While still a student, Popescu focused on category theory. He first approached the general theory, with its connections to homological algebra and algebraic topology, then shifted his focus to the theory of Abelian categories, being one of the main promoters of this theory in Romania. He carried out mathematics studies at the Institute of Mathematics of the Romanian Academy in the Algebra research group, and also had international collaborations on three continents. He shared many moral, ethical, and religious values with Alexander Grothendieck, who visited the Faculty of Mathematics in Bucharest in 1968. Like Grothendieck, he had a long-standing interest in category theory and number theory, and supported promising young mathematicians in his fields of interest. He also promoted the early developments of category theory applications in relational biology and mathematical biophysics/mathematical biology.

==Academic positions==
Popescu was appointed as a Lecturer at the University of Bucharest in 1968, where he taught graduate students until 1972. Starting in 1964, he also held a research appointment at the Institute of Mathematics of the Romanian Academy. The institute was closed in 1976 by order of Nicolae Ceaușescu (for reasons related to his daughter Zoia Ceaușescu, who had been hired at the institute two years before), but was reopened in 1990, after the Romanian Revolution.

==Publications==

Between 1962 and 2008, Popescu published more than 102 papers in peer-reviewed mathematics journals, several monographs on the theory of sheaves, and several books on abelian category theory and abstract algebra, including

- Popescu, Nicolae (1968). "Elemente de teoria algebrică a numerelor"
- Popescu, Nicolae (1971). "Teoria categoriilor și a fasciculelor"
- Popescu, Nicolae (1971). "Categorii abeliene"
- Popescu, Nicolae (1973). "Abelian categories with applications to rings and modules"
- Popescu, Nicolae (1979). "Theory of categories"

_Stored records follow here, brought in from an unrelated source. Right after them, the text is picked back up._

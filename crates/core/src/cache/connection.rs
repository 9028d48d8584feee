//! Database connection management with pragma configuration.
//!
//! This module handles opening the SQLite database, applying required pragmas
//! for performance and concurrency (WAL mode), and running migrations.

use super::migrations;
use crate::Error;
use std::path::Path;
use tokio_rusqlite::Connection;

const PRAGMAS: &str = "PRAGMA journal_mode=WAL;
                       PRAGMA synchronous=NORMAL;
                       PRAGMA temp_store=MEMORY;
                       PRAGMA foreign_keys=ON;";

/// Cache database handle.
///
/// Wraps a tokio-rusqlite Connection that runs database operations
/// on a background thread.
#[derive(Clone, Debug)]
pub struct CacheDb {
    pub(crate) conn: Connection,
}

impl CacheDb {
    /// Open a database at the specified path.
    ///
    /// Creates the file if it doesn't exist, applies performance pragmas,
    /// and runs any pending migrations.
    pub async fn open(path: impl AsRef<Path>) -> Result<Self, Error> {
        let conn = Connection::open(path)
            .await
            .map_err(|e| Error::Database(e.to_string()))?;
        Self::init(conn).await
    }

    /// Open an in-memory database for testing.
    pub async fn open_in_memory() -> Result<Self, Error> {
        let conn = Connection::open_in_memory()
            .await
            .map_err(|e| Error::Database(e.to_string()))?;
        Self::init(conn).await
    }

    async fn init(conn: Connection) -> Result<Self, Error> {
        conn.call(|conn| conn.execute_batch(PRAGMAS))
            .await
            .map_err(Error::from)?;

        migrations::run(&conn).await?;

        Ok(Self { conn })
    }
}
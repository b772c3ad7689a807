use serde::Serialize;

/// The two realtime ledgers. They share one lifecycle; only the table and
/// the entity column differ.
#[derive(Debug, Clone, Copy, PartialEq, Eq, Serialize)]
#[serde(rename_all = "lowercase")]
pub enum AssignmentKind {
    Task,
    Client,
}

impl AssignmentKind {
    pub const ALL: [AssignmentKind; 2] = [AssignmentKind::Task, AssignmentKind::Client];

    pub fn table(&self) -> &'static str {
        match self {
            AssignmentKind::Task => "task_assignments_realtime",
            AssignmentKind::Client => "client_assignments_realtime",
        }
    }

    pub fn entity_column(&self) -> &'static str {
        match self {
            AssignmentKind::Task => "task_id",
            AssignmentKind::Client => "client_id",
        }
    }

    pub fn as_str(&self) -> &'static str {
        match self {
            AssignmentKind::Task => "task",
            AssignmentKind::Client => "client",
        }
    }

    pub fn from_code(s: &str) -> Option<Self> {
        match s.to_lowercase().as_str() {
            "task" | "tasks" | "t" => Some(AssignmentKind::Task),
            "client" | "clients" | "c" => Some(AssignmentKind::Client),
            _ => None,
        }
    }
}

/// One row of a realtime ledger: who actually owns an entity in an hour slot.
#[derive(Debug, Clone, Serialize)]
pub struct RealtimeAssignment {
    pub id: i64,
    pub kind: AssignmentKind,
    pub entity_id: String,
    pub employee_id: String,
    pub hour_slot: u32,
    pub is_active: bool,
    pub reassigned_from: Option<String>,
    pub is_temporary: bool,
    pub created_at: String,
    pub deactivated_at: Option<String>,
}

/// Values for a ledger row about to be inserted.
#[derive(Debug, Clone)]
pub struct NewAssignment<'a> {
    pub kind: AssignmentKind,
    pub entity_id: &'a str,
    pub employee_id: &'a str,
    pub hour_slot: u32,
    pub reassigned_from: Option<&'a str>,
    pub is_temporary: bool,
}
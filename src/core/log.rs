use crate::db::log::load_log;
use crate::db::pool::DbPool;
use crate::errors::AppResult;
use crate::utils::table::strip_ansi;
use ansi_term::Colour;

const MAX_OP_WIDTH: usize = 40;

/// Colour of an audit operation in `log --print`.
fn color_for_operation(op: &str) -> Colour {
    match op {
        "redistribute" => Colour::Purple,
        "restore" => Colour::Green,
        "redistribute_failed" | "redistribute_error" | "hook_failed" => Colour::Red,
        "sweep" | "manual_sweep" => Colour::Cyan,
        "signin" => Colour::Green,
        "signout" => Colour::Yellow,
        "schedule_add" | "employee_add" | "task_add" | "client_add" => Colour::Blue,
        "schedule_del" => Colour::Red,
        "migration_applied" => Colour::Purple,
        "init" => Colour::RGB(255, 153, 51),
        _ => Colour::White,
    }
}

pub struct LogLogic;

impl LogLogic {
    pub fn print_log(pool: &DbPool) -> AppResult<()> {
        let entries = load_log(&pool.conn)?;

        if entries.is_empty() {
            println!("📜 Internal log is empty.");
            return Ok(());
        }

        let id_w = entries
            .iter()
            .map(|e| e.id.to_string().len())
            .max()
            .unwrap_or(1);
        let date_w = entries.iter().map(|e| e.date.len()).max().unwrap_or(10);

        println!("📜 Internal log:\n");

        for e in entries {
            // only the operation is coloured, the target follows in plain text
            let mut op_target = color_for_operation(&e.operation)
                .paint(e.operation.as_str())
                .to_string();
            if !e.target.is_empty() {
                op_target.push_str(&format!(" ({})", e.target));
            }

            let visible = strip_ansi(&op_target);
            let shown = if visible.chars().count() > MAX_OP_WIDTH {
                let mut s: String = visible.chars().take(MAX_OP_WIDTH - 3).collect();
                s.push_str("...");
                s
            } else {
                op_target.clone()
            };
            let padding = " ".repeat(MAX_OP_WIDTH.saturating_sub(strip_ansi(&shown).chars().count()));

            println!(
                "{:>id_w$}: {:<date_w$} | {}{} => {}",
                e.id,
                e.date,
                shown,
                padding,
                e.message,
                id_w = id_w,
                date_w = date_w
            );
        }

        Ok(())
    }
}
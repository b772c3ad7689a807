use crate::cli::parser::Cli;
use crate::config::Config;
use crate::db::log;
use crate::db::pool::DbPool;
use crate::errors::AppResult;
use crate::utils::clock::Clock;

/// Handle the `init` command
///
/// This initializes:
///  - the config directory and file (skipped with `--test`)
///  - the SQLite database
///  - all pending DB migrations
pub fn handle(cli: &Cli, cfg: &Config, clock: &dyn Clock) -> AppResult<()> {
    let db_path = cfg.init_all(cli.test)?;
    let db_path = db_path.to_string_lossy().to_string();

    println!("⚙️  Initializing rWorkload…");
    if !cli.test {
        println!("📄 Config file : {}", Config::config_file().display());
    }
    println!("🗄️  Database   : {}", &db_path);

    // opening the pool runs the migrations
    let pool = DbPool::new(&db_path, cfg.busy_timeout_ms)?;
    for version in &pool.applied_migrations {
        println!("✅ Migration applied: {}", version);
    }

    println!("✅ Database initialized at {}", &db_path);

    log::audit_quiet(
        &pool.conn,
        &clock.now(),
        "init",
        "Database initialized",
        &format!("Database initialized at {}", &db_path),
    );

    println!("🎉 rWorkload initialization completed!");
    Ok(())
}
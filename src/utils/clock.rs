//! Injectable wall clock. Everything hour-dependent reads "now" through
//! [`Clock`] so tests and the hidden `--at` flag can pin it.

use chrono::{Local, NaiveDate, NaiveDateTime};

pub trait Clock {
    fn now(&self) -> NaiveDateTime;

    fn today(&self) -> NaiveDate {
        self.now().date()
    }
}

/// Local system time.
#[derive(Debug, Clone, Copy, Default)]
pub struct SystemClock;

impl Clock for SystemClock {
    fn now(&self) -> NaiveDateTime {
        Local::now().naive_local()
    }
}

/// A clock stopped at a given instant.
#[derive(Debug, Clone, Copy, PartialEq, Eq)]
pub struct FixedClock(pub NaiveDateTime);

impl FixedClock {
    /// Parse `YYYY-MM-DD HH:MM` (seconds optional).
    pub fn parse(s: &str) -> Option<Self> {
        crate::utils::date::parse_datetime(s).map(FixedClock)
    }
}

impl Clock for FixedClock {
    fn now(&self) -> NaiveDateTime {
        self.0
    }
}
use crate::db::catalog::{load_client, load_task, require_employee};
use crate::db::log::audit_quiet;
use crate::db::pool::DbPool;
use crate::db::schedule::{delete_schedule, insert_schedule, list_schedules, load_schedule};
use crate::errors::{AppError, AppResult};
use crate::models::schedule::{NewSchedule, ScheduleEntry, ScheduleRow, ScheduleTarget};
use crate::utils::clock::Clock;
use crate::utils::date::format_datetime;

/// Admin CRUD over the schedule store.
pub struct ScheduleLogic;

impl ScheduleLogic {
    pub fn validate(s: &NewSchedule) -> AppResult<()> {
        for h in [s.hour_start, s.hour_end] {
            if h > 23 {
                return Err(AppError::InvalidHour(h as i64));
            }
        }
        if s.hour_start > s.hour_end {
            return Err(AppError::InvalidSchedule(format!(
                "hour_start {} is after hour_end {}",
                s.hour_start, s.hour_end
            )));
        }
        Ok(())
    }

    pub fn create(pool: &mut DbPool, clock: &dyn Clock, s: NewSchedule) -> AppResult<ScheduleEntry> {
        Self::validate(&s)?;

        let conn = &pool.conn;
        require_employee(conn, &s.assigned_to)?;
        require_employee(conn, &s.created_by)?;
        match &s.target {
            ScheduleTarget::Task(id) => {
                load_task(conn, id)?.ok_or_else(|| AppError::TaskNotFound(id.clone()))?;
            }
            ScheduleTarget::Client(id) => {
                load_client(conn, id)?.ok_or_else(|| AppError::ClientNotFound(id.clone()))?;
            }
        }

        let id = insert_schedule(conn, &s, &format_datetime(&clock.now()))?;
        let entry = load_schedule(conn, id)?.ok_or(AppError::ScheduleNotFound(id))?;

        let what = match &entry.target {
            ScheduleTarget::Task(t) => format!("task {}", t),
            ScheduleTarget::Client(c) => format!("client {}", c),
        };
        audit_quiet(
            conn,
            &clock.now(),
            "schedule_add",
            &format!("#{}", id),
            &format!(
                "{} → {} from {:02}:00 to {:02}:59",
                what, entry.assigned_to, entry.hour_start, entry.hour_end
            ),
        );

        Ok(entry)
    }

    pub fn list(pool: &DbPool) -> AppResult<Vec<ScheduleRow>> {
        list_schedules(&pool.conn)
    }

    pub fn delete(pool: &mut DbPool, clock: &dyn Clock, id: i64) -> AppResult<()> {
        let n = delete_schedule(&pool.conn, id)?;
        if n == 0 {
            return Err(AppError::ScheduleNotFound(id));
        }
        audit_quiet(
            &pool.conn,
            &clock.now(),
            "schedule_del",
            &format!("#{}", id),
            "Schedule entry deleted",
        );
        Ok(())
    }
}
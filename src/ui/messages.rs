//! Status lines for the terminal: one icon, one colour, one message.

use ansi_term::Colour::{Blue, Green, Red, Yellow};
use std::fmt;

const ICON_INFO: &str = "ℹ️";
const ICON_OK: &str = "✅";
const ICON_WARN: &str = "⚠️";
const ICON_ERR: &str = "❌";

pub fn info<T: fmt::Display>(msg: T) {
    println!("{} {}", Blue.bold().paint(ICON_INFO), msg);
}

pub fn success<T: fmt::Display>(msg: T) {
    println!("{} {}", Green.bold().paint(ICON_OK), msg);
}

pub fn warning<T: fmt::Display>(msg: T) {
    println!("{} {}", Yellow.bold().paint(ICON_WARN), msg);
}

pub fn error<T: fmt::Display>(msg: T) {
    eprintln!("{} {}", Red.bold().paint(ICON_ERR), msg);
}

/// A business outcome: success line, or a warning when the engine could not
/// act (nobody signed in to receive work, for instance).
pub fn outcome<T: fmt::Display>(ok: bool, msg: T) {
    if ok { success(msg) } else { warning(msg) }
}

/// Section banner used by long-running commands such as `watch`.
pub fn header<T: fmt::Display>(msg: T) {
    println!("{}", Blue.bold().paint(format!("== {} ==", msg)));
}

In a Grothendieck-like, energetic style, he initiated and provided scientific leadership to several seminars on category theory, sheaves and abstract algebra, which resulted in a continuous stream of high-quality mathematical publications in international, peer-reviewed mathematics journals by several members participating in his Seminar series.

==Personal life==
Popescu died in Bucharest on July 29, 2010. He is survived by his wife, Professor Dr. Elena Liliana Popescu (a mathematician, poet, literary translator and editor), and their three children, one of whom, Dan Cristian Popescu, is a politician.

==Recognition==
In 1971, Popescu received the Simion Stoilow Prize in Mathematics of the Romanian Academy. He was elected President of the Romanian Mathematical Society in 1990 and a corresponding Member of the Romanian Academy in 1997. On the 80th anniversary of his birthday, the Faculty of Mathematics and Informatics at the University of Bucharest and the Institute of Mathematics of the Romanian Academy organized a conference in his memory.